Audiophilism is a hobby


This post grew out of another discussion on music vs. sound. According to a poll taken in that discussion, it is clear most A’goners claim they listen to their rigs primarily for the music. Although I don’t doubt the truth of that, I maintain that much of the listening is as a hobby, with music being a very important component. I’m not saying we can’t be profoundly moved by the music but rather that a lot of our enjoyment comes from the sheer sound emitted from our speakers. Great music is of course a vital part of the experience, but with all the manipulations we do with our systems, we  are fascinated by the idea of sound in itself as a hobby.

128x128rvpiano

@rvpiano I understand your rebuttal but still cannot convert to the wholehearted or exclusive "hobby" idea.  I and many others, I think, join and follow forums like this one primarily for two reasons.  One is to learn more about and stay abreast of the various components and products on the market, past & present, and to continually improve our knowledge of the more technical aspects of evaluating various pieces of equipment and products.  This provides some degree of guidance when one happens to be in the market for an upgrade, at some point.  The other reason, of course, is to reciprocate by sharing whatever expertise we've acquired over the years and experiences we've had, in an effort to provide similar guidance to other audiophiles.

Audiophile Billy is sitting there fretting about the distortion, the transient accuracy, the imaging, the soundstage, on and on and on and on….
Billy is a ball of anxiety, angst and minutiae-scrutinizing madness.
That’s the issue and “the angst.”

Billy is a great rarity or doesn’t exist at all. A strawman to use for the sake of argument.  

You can keep an eye on what's going on in audio and do upgrades from time to time and still be very happy with the sound you have now.  I think that audio is progressing and it makes sense to keep  up with what's new.

Upgrading without ever learning about acoustics is  very often deluding ourselves...

Billy is not a strawman it is an existing  character... It is who i was before learning and experimenting ...

My name was Billy ...😊

He described me.😁 Are you saying that i was the only one Billy here?

Reading audio threads there is a crowd of Billy here who are like i was not so long ago  ...

Many upgrade because they dont know what else to do to improve what they own already which is good but not enough when you read marketing stuff without reading about acoustics, and mechanical and electrical working dimensions controls which are the optimizations solutions not buying a costlier piece each time ...

Billy is a great rarity or doesn’t exist at all.
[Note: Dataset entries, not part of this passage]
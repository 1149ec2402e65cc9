//! Listing extraction: structured payload first, then per-field patterns.

pub mod numeric;
pub mod patterns;
pub mod payload;
pub mod sites;

use std::collections::HashMap;

use anyhow::Result;
use scraper::Html;
use tracing::debug;

use crate::models::{Field, ListingRecord, PartialListing, Site};
use patterns::{Candidate, CandidateSpec};

/// Extractor for one site dialect, parameterized by ordered candidates
/// per field.
#[derive(Debug)]
pub struct Extractor {
    site: Site,
    candidates: HashMap<Field, Vec<Candidate>>,
}

impl Extractor {
    pub fn builder(site: Site) -> ExtractorBuilder {
        ExtractorBuilder {
            site,
            candidates: Vec::new(),
        }
    }

    /// Extractor with the built-in candidates for `site`.
    pub fn for_site(site: Site) -> Result<Self> {
        sites::profile(site).build()
    }

    pub fn site(&self) -> Site {
        self.site
    }

    /// Two-phase extraction. Never fails: unfilled fields become sentinels.
    pub fn extract(&self, source_url: &str, raw: &str) -> ListingRecord {
        self.extract_partial(raw).finish(source_url)
    }

    pub fn extract_partial(&self, raw: &str) -> PartialListing {
        let document = Html::parse_document(raw);
        let mut partial = PartialListing::default();

        if let Some(obj) = payload::find_listing_object(&document) {
            let filled = payload::apply(&obj, &mut partial);
            debug!(site = self.site.name(), "payload filled {} fields", filled.len());
        }

        for field in partial.missing() {
            let Some(candidates) = self.candidates.get(&field) else {
                continue;
            };
            if let Some((idx, value)) = candidates
                .iter()
                .enumerate()
                .find_map(|(idx, c)| c.matches(&document, raw).map(|v| (idx, v)))
            {
                debug!(field = field.label(), candidate = idx, "pattern matched: {}", value);
                partial.offer(field, value);
            }
        }

        partial
    }
}

/// Collects candidate specs, compiles them on [`ExtractorBuilder::build`].
#[derive(Debug, Clone)]
pub struct ExtractorBuilder {
    site: Site,
    candidates: Vec<(Field, CandidateSpec)>,
}

impl ExtractorBuilder {
    pub fn candidate(mut self, field: Field, spec: CandidateSpec) -> Self {
        self.candidates.push((field, spec));
        self
    }

    pub fn selector(self, field: Field, css: &str) -> Self {
        self.candidate(field, CandidateSpec::Selector(css.to_string()))
    }

    pub fn selector_containing(self, field: Field, css: &str, needle: &str) -> Self {
        self.candidate(
            field,
            CandidateSpec::SelectorContaining {
                css: css.to_string(),
                needle: needle.to_string(),
            },
        )
    }

    pub fn joined(self, field: Field, selectors: &[&str]) -> Self {
        self.candidate(
            field,
            CandidateSpec::Joined(selectors.iter().map(|s| s.to_string()).collect()),
        )
    }

    pub fn heading_list(self, field: Field, heading: &str) -> Self {
        self.candidate(field, CandidateSpec::HeadingList(heading.to_string()))
    }

    pub fn regex(self, field: Field, pattern: &str) -> Self {
        self.regex_with(field, pattern, "", "")
    }

    /// Regex candidate whose capture drops `strip` characters and gains `suffix`.
    pub fn regex_with(self, field: Field, pattern: &str, strip: &str, suffix: &str) -> Self {
        self.candidate(
            field,
            CandidateSpec::Regex {
                pattern: pattern.to_string(),
                strip: strip.to_string(),
                suffix: suffix.to_string(),
            },
        )
    }

    pub fn build(self) -> Result<Extractor> {
        let mut candidates: HashMap<Field, Vec<Candidate>> = HashMap::new();
        for (field, spec) in &self.candidates {
            candidates.entry(*field).or_default().push(spec.compile()?);
        }
        Ok(Extractor {
            site: self.site,
            candidates,
        })
    }
}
A strawman to use for the sake of argument.

You can keep an eye on what’s going on in audio and do upgrades from time to time and still be very happy with the sound you have now. I think that audio is progressing and it makes sense to keep up with what’s new.

 

 

 

@mashif: Fantastic, thank you SOOO much! I read No Depression for years (I have a complete collection of the original---pre-online---run of the mag, but I obviously need to catch up with their current issues).
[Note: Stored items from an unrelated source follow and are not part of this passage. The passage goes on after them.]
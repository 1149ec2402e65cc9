use crate::models::Site;
use crate::scrapers::errors::ScrapeError;
use crate::scrapers::traits::FetchStrategy;
use async_trait::async_trait;
use headless_chrome::protocol::cdp::Page;
use headless_chrome::{Browser, LaunchOptions, Tab};
use rand::seq::SliceRandom;
use std::ffi::OsStr;
use std::sync::Arc;
use std::time::Duration;
use tracing::{debug, info, warn};
use url::Url;

const USER_AGENTS: &[&str] = &[
    "Mozilla/5.0 (Macintosh; Intel Mac OS X 10_15_7) AppleWebKit/537.36 (KHTML, like Gecko) Chrome/120.0.0.0 Safari/537.36",
    "Mozilla/5.0 (Windows NT 10.0; Win64; x64) AppleWebKit/537.36 (KHTML, like Gecko) Chrome/121.0.0.0 Safari/537.36",
    "Mozilla/5.0 (X11; Linux x86_64) AppleWebKit/537.36 (KHTML, like Gecko) Chrome/120.0.0.0 Safari/537.36",
];

const VIEWPORT: (u32, u32) = (1920, 1080);

/// Hides the automation properties bot detectors probe for.
const STEALTH_JS: &str = r#"
    Object.defineProperty(navigator, 'webdriver', { get: () => undefined, configurable: true });
    Object.defineProperty(navigator, 'plugins', {
        get: () => [
            { name: 'Chrome PDF Plugin', filename: 'internal-pdf-viewer' },
            { name: 'Chrome PDF Viewer', filename: 'mhjfbmdgcfjbbpaeojofohoefgiehjai' },
            { name: 'Native Client', filename: 'internal-nacl-plugin' }
        ]
    });
    Object.defineProperty(navigator, 'languages', { get: () => __LANGUAGES__ });
    window.chrome = window.chrome || { runtime: {} };
"#;

/// Settings for one headless Chrome session
#[derive(Debug, Clone)]
pub struct BrowserSettings {
    pub flags: Vec<String>,
    pub headless: bool,
    pub navigation_timeout: Duration,
    pub marker_timeout: Duration,
}

/// Renders the listing in a fresh headless Chrome per fetch.
pub struct BrowserFetcher {
    settings: BrowserSettings,
}

impl BrowserFetcher {
    pub fn new(settings: BrowserSettings) -> Self {
        Self { settings }
    }
}

#[async_trait]
impl FetchStrategy for BrowserFetcher {
    async fn fetch(&self, url: &Url, site: Site) -> Result<String, ScrapeError> {
        let settings = self.settings.clone();
        let url = url.clone();

        // headless_chrome blocks; keep it off the async workers.
        tokio::task::spawn_blocking(move || {
            let session = BrowserSession::launch(&settings)?;
            session.render(&url, site)
        })
        .await
        .map_err(render_task_failure)?
    }

    fn name(&self) -> &'static str {
        "headless-browser"
    }
}

/// An exclusively owned Chrome process. The session owns the only
/// `Browser` handle, and headless_chrome kills the process when that handle
/// drops, so every exit path from `render` releases it.
pub struct BrowserSession {
    browser: Browser,
    settings: BrowserSettings,
}

impl BrowserSession {
    pub fn launch(settings: &BrowserSettings) -> Result<Self, ScrapeError> {
        info!("Launching headless Chrome...");

        let args: Vec<&OsStr> = settings.flags.iter().map(OsStr::new).collect();
        let options = LaunchOptions::default_builder()
            .headless(settings.headless)
            .sandbox(false)
            .window_size(Some(VIEWPORT))
            .idle_browser_timeout(settings.navigation_timeout + settings.marker_timeout)
            .args(args)
            .build()
            .map_err(|e| ScrapeError::BrowserLaunch(format!("Failed to build launch options: {e}")))?;

        let browser = Browser::new(options)
            .map_err(|e| ScrapeError::BrowserLaunch(format!("Failed to launch Chrome browser: {e}")))?;

        Ok(Self {
            browser,
            settings: settings.clone(),
        })
    }

    fn prepare_tab(&self, site: Site) -> Result<Arc<Tab>, ScrapeError> {
        let tab = self
            .browser
            .new_tab()
            .map_err(|e| ScrapeError::BrowserLaunch(format!("Failed to open tab: {e}")))?;

        let user_agent = USER_AGENTS
            .choose(&mut rand::thread_rng())
            .copied()
            .unwrap_or(USER_AGENTS[0]);
        debug!("Using user agent {}", user_agent);

        if let Err(e) = tab.set_user_agent(user_agent, Some(site.accept_language()), None) {
            warn!("Could not set user agent: {}", e);
        }

        let stealth = Page::AddScriptToEvaluateOnNewDocument {
            source: STEALTH_JS.replace("__LANGUAGES__", &languages_literal(site)),
            world_name: None,
            include_command_line_api: None,
            run_immediately: None,
        };
        if let Err(e) = tab.call_method(stealth) {
            warn!("Could not install stealth script: {}", e);
        }

        tab.set_default_timeout(self.settings.navigation_timeout);
        Ok(tab)
    }

    /// Navigate, wait for the content marker, and return the rendered HTML.
    pub fn render(&self, url: &Url, site: Site) -> Result<String, ScrapeError> {
        let tab = self.prepare_tab(site)?;

        info!("Opening {}", url);
        tab.navigate_to(url.as_str())
            .map_err(|e| ScrapeError::NavigationTimeout(e.to_string()))?;
        tab.wait_until_navigated()
            .map_err(|e| ScrapeError::NavigationTimeout(e.to_string()))?;

        let marker = site.content_marker();
        tab.wait_for_element_with_custom_timeout(marker, self.settings.marker_timeout)
            .map_err(|_| ScrapeError::SelectorNotFound(marker.to_string()))?;

        let html = tab
            .get_content()
            .map_err(|e| ScrapeError::Network(format!("Could not read page content: {e}")))?;
        debug!("Rendered page is {} bytes", html.len());

        Ok(html)
    }
}

/// A render task that panicked or was cancelled. The browser did launch, so
/// the next tier may still succeed.
fn render_task_failure(err: tokio::task::JoinError) -> ScrapeError {
    ScrapeError::NavigationTimeout(format!("browser render aborted: {err}"))
}

/// JS array literal of the site's preferred languages
fn languages_literal(site: Site) -> String {
    let langs: Vec<String> = site
        .accept_language()
        .split(',')
        .map(|part| part.split(';').next().unwrap_or(part).trim())
        .filter(|lang| !lang.is_empty())
        .map(|lang| format!("'{lang}'"))
        .collect();
    format!("[{}]", langs.join(", "))
}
For those who read the article mashif provided a link to, that should give you an idea of how special Julie and Buddy Miller are. As is Iris DeMent. And Lucinda Williams.

 

@tomcy6 No, pointing out the obvious fact that there are many audiophiles who play music and, instead of just enjoying the music, sit there and over-analyze fidelity-related minutiae, wherein dismay at disappointing fidelity is often the experience (just pursuing this very thread and hearing people say they won’t even listen to music, no matter how good, unless it has ‘good sound,’ will indicate this), is not a “straw man argument.”  
For one, it wasn’t an argument, it was a clarification of the issue; a couple posters said they didn’t understand why for many there was a conflict between enjoying music and striving for maximized fidelity, so I provided the clarification as best I could.  
For two, again, you can look on this very site and find several people dismissing outright God knows how much great music because “the sound is bad.”  
Perhaps you and others spent x-amount of time (months? years? decades?) maximizing your system’s fidelity, and at no point did you find yourself analyzing the fidelity instead of just enjoying the music (which is sort of impossible - a non-audiophile just listens to music…an audiophile, by nature, must divorce themselves from sheer enjoyment of the music itself to meticulously and diligently analyze the sound), then, well, hats off to you.  
Any way you slice it, there is no “straw man” here.